The legislation extends federal highway and transit programs for two years, providing $105 billion and a much-needed jolt to the nation's construction industry. Legislative leaders say the package will save or create millions of jobs. It provides some degree of certainty to states and communities that have hobbled along for years with short-term transportation funding. The bill won wide, bipartisan support, passing 373-52 in the House and 74-19 in the Senate. It could easily be the final major piece of legislation that Congress passes before the elections.
The compromises both sides made showed how far partisan warfare has come to influence a domestic spending package that members have long rallied around. Republicans dropped a provision that would have cleared the way for the Keystone oil pipeline from Canada, which the Obama administration has blocked. Democrats agreed to streamline the environmental review process on smaller-scale transportation projects, and to curtail spending on trails, land and water conservation, and highway beautification projects.

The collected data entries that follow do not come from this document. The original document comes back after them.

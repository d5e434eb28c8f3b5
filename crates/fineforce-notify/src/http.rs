//! Notice delivery: an HTTP endpoint, or the log when none is configured.

use async_trait::async_trait;
use chrono::Utc;
use serde::{Deserialize, Serialize};
use tracing::{debug, info};

use crate::email::render_email_html;
use crate::{NotificationPayload, Notifier, NotifyError, NotifyReceipt};

#[derive(Serialize)]
struct Outgoing<'a> {
    #[serde(flatten)]
    payload: &'a NotificationPayload,
    html: String,
}

#[derive(Deserialize)]
#[serde(rename_all = "camelCase")]
struct DeliveryResponse {
    #[serde(default = "accepted")]
    success: bool,
    #[serde(flatten)]
    receipt: NotifyReceipt,
}

fn accepted() -> bool {
    true
}

/// POSTs each notice, rendered HTML included, to a mail relay endpoint.
pub struct HttpNotifier {
    client: reqwest::Client,
    endpoint: String,
}

impl HttpNotifier {
    pub fn new(endpoint: String) -> Self {
        Self {
            client: reqwest::Client::new(),
            endpoint: endpoint.trim_end_matches('/').to_string(),
        }
    }
}

#[async_trait]
impl Notifier for HttpNotifier {
    async fn notify(&self, payload: &NotificationPayload) -> Result<NotifyReceipt, NotifyError> {
        let body = Outgoing {
            payload,
            html: render_email_html(payload),
        };

        info!(
            url = %self.endpoint,
            violation_id = %payload.violation.id,
            recipient = %payload.email,
            "sending violation notice"
        );
        let resp = self.client.post(&self.endpoint).json(&body).send().await?;
        let status = resp.status();
        if !status.is_success() {
            let body = resp.text().await.unwrap_or_default();
            return Err(NotifyError::Server {
                status: status.as_u16(),
                body,
            });
        }

        let text = resp.text().await?;
        let result: DeliveryResponse = serde_json::from_str(&text)?;
        if !result.success {
            return Err(NotifyError::Rejected);
        }
        info!(message_id = %result.receipt.message_id, "notice delivered");
        Ok(result.receipt)
    }
}

/// Renders the notice and writes it to the log instead of sending it.
#[derive(Debug, Default)]
pub struct LogNotifier;

#[async_trait]
impl Notifier for LogNotifier {
    async fn notify(&self, payload: &NotificationPayload) -> Result<NotifyReceipt, NotifyError> {
        let html = render_email_html(payload);
        let now = Utc::now();
        let suffix = uuid::Uuid::new_v4().simple().to_string();
        let message_id = format!("msg_{}_{}", now.timestamp_millis(), &suffix[..7]);

        info!(
            recipient = %payload.email,
            violation_id = %payload.violation.id,
            message_id = %message_id,
            "violation notice rendered (no delivery endpoint configured)"
        );
        debug!(html = %html, "notice body");
        Ok(NotifyReceipt {
            message_id,
            timestamp: now,
        })
    }
}
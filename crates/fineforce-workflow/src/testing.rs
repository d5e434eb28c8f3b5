//! In-process stand-ins for the camera, detector, analyzer and notifier.

use std::sync::atomic::{AtomicBool, AtomicUsize, Ordering};
use std::sync::{Arc, Mutex};

use async_trait::async_trait;
use chrono::Utc;
use fineforce_ai::{AiError, ImageAnalyzer, ProcessedImage};
use fineforce_core::{AnalysisResult, AssessedType, Confidence, ViolationType};
use fineforce_notify::{NotificationPayload, Notifier, NotifyError, NotifyReceipt};

use crate::{Camera, CodeDetector, Frame, ScanError, VideoStream};

pub struct FakeCamera {
    warmup: usize,
    deny: bool,
    stopped: Arc<AtomicBool>,
}

impl FakeCamera {
    pub fn ready() -> Self {
        Self::warming_up(0)
    }

    pub fn warming_up(frames: usize) -> Self {
        Self {
            warmup: frames,
            deny: false,
            stopped: Arc::new(AtomicBool::new(false)),
        }
    }

    pub fn denied() -> Self {
        Self {
            deny: true,
            ..Self::ready()
        }
    }

    pub fn stopped(&self) -> bool {
        self.stopped.load(Ordering::SeqCst)
    }
}

struct FakeStream {
    warmup: usize,
    stopped: Arc<AtomicBool>,
}

impl VideoStream for FakeStream {
    fn frame(&mut self) -> Option<Frame> {
        if self.warmup > 0 {
            self.warmup -= 1;
            return None;
        }
        Some(Frame {
            width: 2,
            height: 2,
            pixels: vec![0; 4],
        })
    }

    fn stop(&mut self) {
        self.stopped.store(true, Ordering::SeqCst);
    }
}

#[async_trait]
impl Camera for FakeCamera {
    async fn open(&self) -> Result<Box<dyn VideoStream>, ScanError> {
        if self.deny {
            return Err(ScanError::Camera("NotAllowedError".into()));
        }
        Ok(Box::new(FakeStream {
            warmup: self.warmup,
            stopped: self.stopped.clone(),
        }))
    }
}

pub struct FakeDetector {
    misses: usize,
    code: Option<String>,
    broken: bool,
    calls: AtomicUsize,
}

impl FakeDetector {
    pub fn after_misses(misses: usize, code: &str) -> Self {
        Self {
            misses,
            code: Some(code.to_string()),
            broken: false,
            calls: AtomicUsize::new(0),
        }
    }

    pub fn immediately(code: &str) -> Self {
        Self::after_misses(0, code)
    }

    pub fn never() -> Self {
        Self {
            misses: 0,
            code: None,
            broken: false,
            calls: AtomicUsize::new(0),
        }
    }

    /// Fails on the first frame it is given.
    pub fn broken() -> Self {
        Self {
            broken: true,
            ..Self::never()
        }
    }

    pub fn calls(&self) -> usize {
        self.calls.load(Ordering::SeqCst)
    }
}

#[async_trait]
impl CodeDetector for FakeDetector {
    async fn detect(&self, _frame: &Frame) -> Result<Vec<String>, ScanError> {
        let n = self.calls.fetch_add(1, Ordering::SeqCst);
        if self.broken {
            return Err(ScanError::Detector("decoder crashed".into()));
        }
        match &self.code {
            Some(code) if n >= self.misses => Ok(vec![code.clone()]),
            _ => Ok(Vec::new()),
        }
    }
}

pub enum Verdict {
    Assess(AnalysisResult),
    Garbled,
    Offline,
}

pub struct FakeAnalyzer {
    verdict: Verdict,
    calls: AtomicUsize,
}

impl FakeAnalyzer {
    pub fn new(verdict: Verdict) -> Self {
        Self {
            verdict,
            calls: AtomicUsize::new(0),
        }
    }

    pub fn calls(&self) -> usize {
        self.calls.load(Ordering::SeqCst)
    }
}

#[async_trait]
impl ImageAnalyzer for FakeAnalyzer {
    async fn analyze(&self, _image: &ProcessedImage) -> Result<AnalysisResult, AiError> {
        self.calls.fetch_add(1, Ordering::SeqCst);
        match &self.verdict {
            Verdict::Assess(result) => Ok(result.clone()),
            Verdict::Garbled => Err(AiError::Malformed(
                "expected value at line 1; raw: Sorry".into(),
            )),
            Verdict::Offline => Err(AiError::Server {
                status: 503,
                body: "The model is overloaded.".into(),
            }),
        }
    }
}

/// Fails the first `failures` notices, then succeeds.
pub struct FakeNotifier {
    failures: AtomicUsize,
    sent: Mutex<Vec<NotificationPayload>>,
    attempts: AtomicUsize,
}

impl FakeNotifier {
    pub fn failing(failures: usize) -> Self {
        Self {
            failures: AtomicUsize::new(failures),
            sent: Mutex::new(Vec::new()),
            attempts: AtomicUsize::new(0),
        }
    }

    pub fn working() -> Self {
        Self::failing(0)
    }

    pub fn attempts(&self) -> usize {
        self.attempts.load(Ordering::SeqCst)
    }

    pub fn sent(&self) -> Vec<NotificationPayload> {
        self.sent.lock().unwrap().clone()
    }
}

#[async_trait]
impl Notifier for FakeNotifier {
    async fn notify(&self, payload: &NotificationPayload) -> Result<NotifyReceipt, NotifyError> {
        self.attempts.fetch_add(1, Ordering::SeqCst);
        let remaining = self.failures.load(Ordering::SeqCst);
        if remaining > 0 {
            self.failures.store(remaining - 1, Ordering::SeqCst);
            return Err(NotifyError::Server {
                status: 502,
                body: "mail relay unavailable".into(),
            });
        }
        self.sent.lock().unwrap().push(payload.clone());
        Ok(NotifyReceipt {
            message_id: format!("msg_{}", self.attempts()),
            timestamp: Utc::now(),
        })
    }
}

pub fn assessment(violation_type: AssessedType, confidence: u8) -> AnalysisResult {
    AnalysisResult {
        vehicle_number: "MH 12 AB 1234".into(),
        fine: violation_type.concrete().map(|t| t.fine()).unwrap_or(0),
        violation_type,
        location: "Not Detected".into(),
        description: "A car is speeding.".into(),
        confidence_score: Confidence::new(confidence).unwrap(),
        contributing_factors: vec!["Open road".into()],
    }
}

pub fn speeding(confidence: u8) -> AnalysisResult {
    assessment(AssessedType::Concrete(ViolationType::Speeding), confidence)
}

The measure does nothing to address the nation's long-term transportation needs, especially in mass transit. And it puts off (again) any serious attempt to fix the highway funding gap caused by the reliance on federal gas taxes. Still, the legislation will keep the revenue flowing, at least for a time, which will keep these road projects from drying up entirely. And the bill includes a provision that directs 80 percent of any fines related to the 2010 BP oil spill toward restoration efforts in the Gulf of Mexico. With civil penalties under the Clean Water Act reaching up to $21 billion, this measure could be a big boost to science, the environment and small businesses in the gulf states.

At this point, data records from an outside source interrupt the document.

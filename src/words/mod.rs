//! Word bank: ordered difficulty tiers of candidate words plus a uniform picker.
//!
//! Tier 0 holds the shortest words. Tiers are only ever walked forward by the
//! progression policy; the bank itself is immutable after construction.

use crate::error::GameError;
use crate::rng::IndexSource;

// Built-in tier lists live in their own files:
mod tier1;
mod tier2;
mod tier3;
mod tier4;

pub use tier1::TIER1_WORDS;
pub use tier2::TIER2_WORDS;
pub use tier3::TIER3_WORDS;
pub use tier4::TIER4_WORDS;

/// One difficulty bucket.
#[derive(Clone, Debug, PartialEq)]
pub struct Tier {
    pub name: String,
    pub words: Vec<String>,
}

impl Tier {
    pub fn new(name: impl Into<String>, words: Vec<String>) -> Self {
        Self {
            name: name.into(),
            words,
        }
    }

    pub fn from_static(name: &str, words: &[&str]) -> Self {
        Self::new(name, words.iter().map(|w| w.to_string()).collect())
    }
}

/// Immutable ordered set of tiers.
#[derive(Clone, Debug)]
pub struct WordBank {
    tiers: Vec<Tier>,
}

impl WordBank {
    /// Fails with [`GameError::NoTiers`] if `tiers` is empty. Individual tiers
    /// may be empty; picking from one reports [`GameError::EmptyTier`].
    pub fn new(tiers: Vec<Tier>) -> Result<Self, GameError> {
        if tiers.is_empty() {
            return Err(GameError::NoTiers);
        }
        Ok(Self { tiers })
    }

    /// The four reference tiers, shortest first.
    pub fn builtin() -> Self {
        Self {
            tiers: vec![
                Tier::from_static(tier1::TIER1_NAME, &TIER1_WORDS),
                Tier::from_static(tier2::TIER2_NAME, &TIER2_WORDS),
                Tier::from_static(tier3::TIER3_NAME, &TIER3_WORDS),
                Tier::from_static(tier4::TIER4_NAME, &TIER4_WORDS),
            ],
        }
    }

    pub fn tier_count(&self) -> usize {
        self.tiers.len()
    }

    pub fn tier(&self, index: usize) -> Option<&Tier> {
        self.tiers.get(index)
    }

    /// Pick a word uniformly at random from tier `tier`.
    pub fn pick_word<R: IndexSource + ?Sized>(
        &self,
        tier: usize,
        rng: &mut R,
    ) -> Result<&str, GameError> {
        let words = match self.tiers.get(tier) {
            Some(t) if !t.words.is_empty() => &t.words,
            _ => return Err(GameError::EmptyTier { tier }),
        };
        let idx = rng.next_index(words.len());
        // Guard against a misbehaving source rather than panicking on index.
        words
            .get(idx)
            .or_else(|| words.last())
            .map(String::as_str)
            .ok_or(GameError::EmptyTier { tier })
    }
}

impl Default for WordBank {
    fn default() -> Self {
        Self::builtin()
    }
}

/// Comparison form of typed text and target words: trimmed, lowercased.
pub fn normalize(text: &str) -> String {
    text.trim().to_lowercase()
}

#[cfg(test)]
mod tests {
    use super::*;
    use std::collections::HashSet;

    /// Replays a fixed list of indices.
    struct Scripted(Vec<usize>);

    impl IndexSource for Scripted {
        fn next_index(&mut self, _len: usize) -> usize {
            self.0.remove(0)
        }
    }

    #[test]
    fn test_builtin_has_four_nonempty_tiers() {
        let bank = WordBank::builtin();
        assert_eq!(bank.tier_count(), 4);
        for i in 0..4 {
            assert!(!bank.tier(i).unwrap().words.is_empty());
        }
        assert_eq!(bank.tier(0).unwrap().name, "short");
        assert_eq!(bank.tier(3).unwrap().name, "very long");
    }

    #[test]
    fn test_builtin_words_are_lowercase_and_unique_per_tier() {
        let bank = WordBank::builtin();
        for i in 0..bank.tier_count() {
            let tier = bank.tier(i).unwrap();
            let mut seen = HashSet::new();
            for w in &tier.words {
                assert_eq!(&normalize(w), w, "word '{}' in tier {} is not normalized", w, i);
                assert!(seen.insert(w), "duplicate word '{}' in tier {}", w, i);
            }
        }
    }

    #[test]
    fn test_pick_uses_index_source() {
        let bank = WordBank::builtin();
        let mut src = Scripted(vec![0, 29]);
        assert_eq!(bank.pick_word(0, &mut src).unwrap(), "kat");
        assert_eq!(bank.pick_word(0, &mut src).unwrap(), "var");
    }

    #[test]
    fn test_pick_out_of_range_index_falls_back_to_last() {
        let bank = WordBank::builtin();
        let mut src = Scripted(vec![999]);
        assert_eq!(bank.pick_word(3, &mut src).unwrap(), "teknologiudvikling");
    }

    #[test]
    fn test_empty_or_missing_tier() {
        let bank = WordBank::new(vec![Tier::from_static("a", &["ord"]), Tier::new("b", vec![])])
            .unwrap();
        let mut src = Scripted(vec![]);
        assert_eq!(bank.pick_word(1, &mut src), Err(GameError::EmptyTier { tier: 1 }));
        assert_eq!(bank.pick_word(5, &mut src), Err(GameError::EmptyTier { tier: 5 }));
        assert_eq!(WordBank::new(vec![]).err(), Some(GameError::NoTiers));
    }

    #[test]
    fn test_normalize() {
        assert_eq!(normalize(" Kat "), "kat");
        assert_eq!(normalize("\tØKONOMI\n"), "økonomi");
        assert_eq!(normalize("   "), "");
    }
}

Rubio did his state a disservice by being one of only two gulf-state senators to vote against the bill. Rubio complained that the bill had too many tradeoffs and was too costly. This sounds more like an excuse to have it both ways on a bill that had overwhelming support than a principled stand against the usual lawmaking process. At least the bill gets the nation through the election with the least damage to its highway system as possible while setting the stage for states like Florida to further rebound from the spill.